_Your instructions_
The response must contain every line below in which "message" appears.

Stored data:
· · · · · · ·
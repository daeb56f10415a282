//! # Primes — Sieving Prime Table and Wheel Offsets
//!
//! The immutable set of sieving primes a session strikes with, each paired
//! with the modular inverse of the wheel modulus (30⁻¹ mod p). The inverse
//! turns "first multiple of p at or after the range base" into a wheel-byte
//! index per residue without any division in the strike loops.
//!
//! Entries below the configured small-prime cutoff are struck by the dense
//! small-prime phase; the rest by the sparse large-prime phase.
//!
//! ## Starting multiples
//!
//! For a search base `B` (a multiple of 30), the starting multiple of `p` is
//! `(-B) mod p`: the offset from `B` of the first multiple of `p`. It does
//! not depend on the range, so one set of starting multiples serves every
//! range offset measured from the same base.

use rug::Integer;

use crate::error::{Result, SieveError};
use crate::wheel::{RESIDUES, WHEEL};

/// A sieving prime with `inverse = 30⁻¹ mod prime`.
#[derive(Clone, Copy, Debug, PartialEq, Eq)]
pub struct PrimeEntry {
    pub prime: u32,
    pub inverse: u32,
}

impl PrimeEntry {
    /// First wheel byte `k` whose candidate with residue `r` is a multiple of
    /// this prime, for a range starting `range_base` past the search base.
    ///
    /// Solves `range_base + 30k + r ≡ start (mod p)` where `start` is the
    /// prime's starting multiple.
    #[inline]
    pub fn first_byte(&self, start: u32, range_base: u64, residue: u8) -> u64 {
        let p = self.prime as u64;
        let shift = (range_base % p + residue as u64) % p;
        let target = (start as u64 % p + p - shift) % p;
        target * self.inverse as u64 % p
    }
}

/// Per-prime starting multiples split the way [`crate::SieveSession::init`]
/// takes them.
#[derive(Clone, Debug, Default, PartialEq, Eq)]
pub struct StartingMultiples {
    /// Entries at and after the small-prime cutoff.
    pub large: Vec<u32>,
    /// Entries before the small-prime cutoff.
    pub small: Vec<u32>,
}

/// Immutable, explicitly constructed sieving prime table.
///
/// The small/large classification is an index cutoff chosen by the session
/// configuration, so the same table can be shared by sessions tuned
/// differently.
#[derive(Clone, Debug)]
pub struct PrimeTable {
    entries: Vec<PrimeEntry>,
}

impl PrimeTable {
    /// Build a table from parallel prime / inverse slices.
    pub fn new(primes: &[u32], inverses: &[u32]) -> Result<Self> {
        if primes.len() != inverses.len() {
            return Err(SieveError::InvalidTable {
                message: format!(
                    "{} primes but {} modular inverses",
                    primes.len(),
                    inverses.len()
                ),
            });
        }
        let mut entries = Vec::with_capacity(primes.len());
        for (&prime, &inverse) in primes.iter().zip(inverses) {
            if prime <= 5 {
                return Err(SieveError::InvalidTable {
                    message: format!("prime {} is excluded by the wheel", prime),
                });
            }
            if (WHEEL * inverse as u64) % prime as u64 != 1 {
                return Err(SieveError::InvalidTable {
                    message: format!("{} is not the inverse of 30 mod {}", inverse, prime),
                });
            }
            entries.push(PrimeEntry { prime, inverse });
        }
        Ok(PrimeTable { entries })
    }

    /// All primes in `7..=limit` with their inverses.
    pub fn generate(limit: u32) -> Self {
        let entries = generate_primes(limit as u64)
            .into_iter()
            .filter(|&p| p > 5)
            .map(|p| PrimeEntry {
                prime: p as u32,
                inverse: wheel_inverse(p as u32),
            })
            .collect();
        PrimeTable { entries }
    }

    pub fn len(&self) -> usize {
        self.entries.len()
    }

    pub fn is_empty(&self) -> bool {
        self.entries.is_empty()
    }

    pub fn entries(&self) -> &[PrimeEntry] {
        &self.entries
    }

    /// Split into (small, large) at `small_count`, clamped to the table size.
    pub fn split(&self, small_count: usize) -> (&[PrimeEntry], &[PrimeEntry]) {
        self.entries.split_at(small_count.min(self.entries.len()))
    }

    pub fn largest(&self) -> Option<u32> {
        self.entries.last().map(|e| e.prime)
    }

    /// Starting multiples `(-base) mod p` for every prime in the table.
    pub fn starting_multiples(&self, base: &Integer, small_count: usize) -> StartingMultiples {
        let start = |e: &PrimeEntry| {
            let r = base.mod_u(e.prime);
            (e.prime - r) % e.prime
        };
        let (small, large) = self.split(small_count);
        StartingMultiples {
            large: large.iter().map(start).collect(),
            small: small.iter().map(start).collect(),
        }
    }
}

/// 30⁻¹ mod p via Fermat's little theorem. Requires p prime and p > 5.
pub fn wheel_inverse(p: u32) -> u32 {
    pow_mod(WHEEL, p as u64 - 2, p as u64) as u32
}

/// Modular exponentiation: base^exp mod modulus.
/// Uses u128 intermediates to avoid overflow for moduli up to ~2^63.
pub fn pow_mod(mut base: u64, mut exp: u64, modulus: u64) -> u64 {
    if modulus == 1 {
        return 0;
    }
    let mut result: u64 = 1;
    base %= modulus;
    while exp > 0 {
        if exp & 1 == 1 {
            result = (result as u128 * base as u128 % modulus as u128) as u64;
        }
        exp >>= 1;
        base = (base as u128 * base as u128 % modulus as u128) as u64;
    }
    result
}

/// Generate all primes up to `limit` using a wheel-30 sieve.
///
/// Only residues coprime to 30 are stored, one bit each, eight per byte.
pub fn generate_primes(limit: u64) -> Vec<u64> {
    if limit < 2 {
        return vec![];
    }
    if limit < 7 {
        return [2, 3, 5].iter().copied().filter(|&p| p <= limit).collect();
    }

    let limit = limit as usize;
    let num_segments = limit / 30 + 1;
    let mut sieve = vec![0xFFu8; num_segments];

    let sqrt_limit = (limit as f64).sqrt() as usize + 1;
    for seg in 0..num_segments {
        for (idx, &ri) in RESIDUES.iter().enumerate() {
            let n = seg * 30 + ri as usize;
            if n < 7 || n > sqrt_limit {
                continue;
            }
            if sieve[seg] & (1 << idx) == 0 {
                continue;
            }
            let mut m = n * n;
            while m <= limit {
                if let Some(bit) = crate::wheel::offset_bit(m as u64) {
                    sieve[bit / 8] &= !(1 << (bit % 8));
                }
                m += 2 * n;
            }
        }
    }

    let mut primes = Vec::with_capacity(estimate_prime_count(limit));
    primes.extend_from_slice(&[2, 3, 5]);
    for (seg, &byte) in sieve.iter().enumerate() {
        if byte == 0 {
            continue;
        }
        for (bit_idx, &r) in RESIDUES.iter().enumerate() {
            if byte & (1 << bit_idx) != 0 {
                let n = seg * 30 + r as usize;
                if n > 5 && n <= limit {
                    primes.push(n as u64);
                }
            }
        }
    }
    primes
}

fn estimate_prime_count(n: usize) -> usize {
    if n < 10 {
        return 4;
    }
    let nf = n as f64;
    (1.3 * nf / nf.ln()) as usize
}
· · · · · · ·
_Finished task_
                message: format!(
                    message: format!("prime {} is excluded by the wheel", prime),
                    message: format!("{} is not the inverse of 30 mod {}", inverse, prime),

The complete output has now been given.